=== The input ===

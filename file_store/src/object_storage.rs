//! Object storage backend.
//!
//! Writes go through an [`OrderedWriter`] whose conduit feeds a background
//! task:
//!
//! - create: the conduit is the body of a single streaming put.
//! - append: the existing object is copied server side as part 1 of a
//!   multipart upload, the conduit is buffered in memory and uploaded as
//!   part 2, then the upload is completed. The appended tail must fit in
//!   memory, and real S3 rejects a part 1 smaller than 5 MiB.
//!
//! The task reports its outcome on the file's completion channel, which
//! [`File::close`] waits on after closing the writer.

use std::sync::Arc;

use async_trait::async_trait;
use tokio::sync::oneshot;
use tracing::{error, info, warn};

use crate::{
    backend::{OpenMode, StorageBackend, DEFAULT_CONDUIT_CAPACITY},
    client::ObjectStorageClient,
    conduit::{conduit, read_pipe, ConduitReader},
    identity::ObjectIdentity,
    ordered_writer::OrderedWriter,
    File, FileStoreError, FileStoreResult,
};

pub struct ObjectStorageBackend<C> {
    client: Arc<C>,
    conduit_capacity: usize,
}

impl<C: ObjectStorageClient> ObjectStorageBackend<C> {
    pub fn new(client: C) -> Self {
        Self {
            client: Arc::new(client),
            conduit_capacity: DEFAULT_CONDUIT_CAPACITY,
        }
    }

    pub fn with_conduit_capacity(mut self, capacity: usize) -> Self {
        self.conduit_capacity = capacity;
        self
    }

    fn open_writer<F, Fut>(&self, name: String, finalize: F) -> File
    where
        F: FnOnce(Arc<C>, ConduitReader) -> Fut,
        Fut: std::future::Future<Output = FileStoreResult<()>> + Send + 'static,
    {
        let (tx, rx) = conduit(self.conduit_capacity);
        let (done_tx, done_rx) = oneshot::channel();
        let task = finalize(self.client.clone(), rx);
        let file = name.clone();
        tokio::spawn(async move {
            let result = task.await;
            if let Err(err) = &result {
                error!(file = %file, "object upload failed: {}", err);
            }
            let _ = done_tx.send(result);
        });
        File::new(
            name,
            None,
            Some(Arc::new(OrderedWriter::new(tx))),
            Some(done_rx),
        )
    }
}

#[async_trait]
impl<C: ObjectStorageClient> StorageBackend for ObjectStorageBackend<C> {
    async fn open(&self, identity: &ObjectIdentity, mode: OpenMode) -> FileStoreResult<File> {
        let key = identity.object_key();
        let name = identity.to_string();
        info!(file = %name, key = %key, ?mode, "opening object");

        match mode {
            OpenMode::Read => {
                let stream = self.client.get_stream(&key).await.map_err(|err| match err {
                    FileStoreError::NotFound { .. } => FileStoreError::NotFound {
                        identity: name.clone(),
                    },
                    other => other,
                })?;
                let reader = read_pipe(stream, self.conduit_capacity);
                Ok(File::new(name, Some(reader), None, None))
            }
            OpenMode::CreateWrite => Ok(self.open_writer(name.clone(), move |client, body| {
                put_object(client, key, name, body)
            })),
            OpenMode::AppendWrite => Ok(self.open_writer(name.clone(), move |client, body| {
                append_object(client, key, name, body)
            })),
        }
    }
}

async fn put_object<C: ObjectStorageClient>(
    client: Arc<C>,
    key: String,
    name: String,
    body: ConduitReader,
) -> FileStoreResult<()> {
    let bytes = client.put_stream(&key, body.into_stream()).await?;
    info!(file = %name, bytes, "object uploaded");
    Ok(())
}

async fn append_object<C: ObjectStorageClient>(
    client: Arc<C>,
    key: String,
    name: String,
    body: ConduitReader,
) -> FileStoreResult<()> {
    let upload_id = client.create_multipart_upload(&key).await?;

    let result = async {
        let head = client.upload_part_copy(&key, &upload_id, 1, &key).await?;
        let tail = body.read_all().await;
        let bytes = tail.len();
        let tail = client.upload_part(&key, &upload_id, 2, tail).await?;
        client
            .complete_multipart_upload(&key, &upload_id, vec![head, tail])
            .await?;
        info!(file = %name, bytes, "object appended");
        Ok::<_, FileStoreError>(())
    }
    .await;

    if result.is_err() {
        if let Err(err) = client.abort_multipart_upload(&key, &upload_id).await {
            warn!(file = %name, upload_id = %upload_id, "failed to abort multipart upload: {}", err);
        }
    }
    result
}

===

* **Problem description**:
Each record is to be repeated word for word, with none skipped.

* **Final answer**:
filename file_store/src/object_storage.rs
//! Object storage backend.
//!
//! Writes go through an [`OrderedWriter`] whose conduit feeds a background
//! task:
//!
//! - create: the conduit is the body of a single streaming put.
//! - append: the existing object is copied server side as part 1 of a
//!   multipart upload, the conduit is buffered in memory and uploaded as
//!   part 2, then the upload is completed. The appended tail must fit in
//!   memory, and real S3 rejects a part 1 smaller than 5 MiB.
//!
//! The task reports its outcome on the file's completion channel, which
//! [`File::close`] waits on after closing the writer.

use std::sync::Arc;

use async_trait::async_trait;
use tokio::sync::oneshot;
use tracing::{error, info, warn};

use crate::{
    backend::{OpenMode, StorageBackend, DEFAULT_CONDUIT_CAPACITY},
    client::ObjectStorageClient,
    conduit::{conduit, read_pipe, ConduitReader},
    identity::ObjectIdentity,
    ordered_writer::OrderedWriter,
    File, FileStoreError, FileStoreResult,
};

pub struct ObjectStorageBackend<C> {
    client: Arc<C>,
    conduit_capacity: usize,
}

impl<C: ObjectStorageClient> ObjectStorageBackend<C> {
    pub fn new(client: C) -> Self {
        Self {
            client: Arc::new(client),
            conduit_capacity: DEFAULT_CONDUIT_CAPACITY,
        }
    }

    pub fn with_conduit_capacity(mut self, capacity: usize) -> Self {
        self.conduit_capacity = capacity;
        self
    }

    fn open_writer<F, Fut>(&self, name: String, finalize: F) -> File
    where
        F: FnOnce(Arc<C>, ConduitReader) -> Fut,
        Fut: std::future::Future<Output = FileStoreResult<()>> + Send + 'static,
    {
        let (tx, rx) = conduit(self.conduit_capacity);
        let (done_tx, done_rx) = oneshot::channel();
        let task = finalize(self.client.clone(), rx);
        let file = name.clone();
        tokio::spawn(async move {
            let result = task.await;
            if let Err(err) = &result {
                error!(file = %file, "object upload failed: {}", err);
            }
            let _ = done_tx.send(result);
        });
        File::new(
            name,
            None,
            Some(Arc::new(OrderedWriter::new(tx))),
            Some(done_rx),
        )
    }
}

#[async_trait]
impl<C: ObjectStorageClient> StorageBackend for ObjectStorageBackend<C> {
    async fn open(&self, identity: &ObjectIdentity, mode: OpenMode) -> FileStoreResult<File> {
        let key = identity.object_key();
        let name = identity.to_string();
        info!(file = %name, key = %key, ?mode, "opening object");

        match mode {
            OpenMode::Read => {
                let stream = self.client.get_stream(&key).await.map_err(|err| match err {
                    FileStoreError::NotFound { .. } => FileStoreError::NotFound {
                        identity: name.clone(),
                    },
                    other => other,
                })?;
                let reader = read_pipe(stream, self.conduit_capacity);
                Ok(File::new(name, Some(reader), None, None))
            }
            OpenMode::CreateWrite => Ok(self.open_writer(name.clone(), move |client, body| {
                put_object(client, key, name, body)
            })),
            OpenMode::AppendWrite => Ok(self.open_writer(name.clone(), move |client, body| {
                append_object(client, key, name, body)
            })),
        }
    }
}

async fn put_object<C: ObjectStorageClient>(
    client: Arc<C>,
    key: String,
    name: String,
    body: ConduitReader,
) -> FileStoreResult<()> {
    let bytes = client.put_stream(&key, body.into_stream()).await?;
    info!(file = %name, bytes, "object uploaded");
    Ok(())
}

async fn append_object<C: ObjectStorageClient>(
    client: Arc<C>,
    key: String,
    name: String,
    body: ConduitReader,
) -> FileStoreResult<()> {
    let upload_id = client.create_multipart_upload(&key).await?;

    let result = async {
        let head = client.upload_part_copy(&key, &upload_id, 1, &key).await?;
        let tail = body.read_all().await;
        let bytes = tail.len();
        let tail = client.upload_part(&key, &upload_id, 2, tail).await?;
        client
            .complete_multipart_upload(&key, &upload_id, vec![head, tail])
            .await?;
        info!(file = %name, bytes, "object appended");
        Ok::<_, FileStoreError>(())
    }
    .await;

    if result.is_err() {
        if let Err(err) = client.abort_multipart_upload(&key, &upload_id).await {
            warn!(file = %name, upload_id = %upload_id, "failed to abort multipart upload: {}", err);
        }
    }
    result
}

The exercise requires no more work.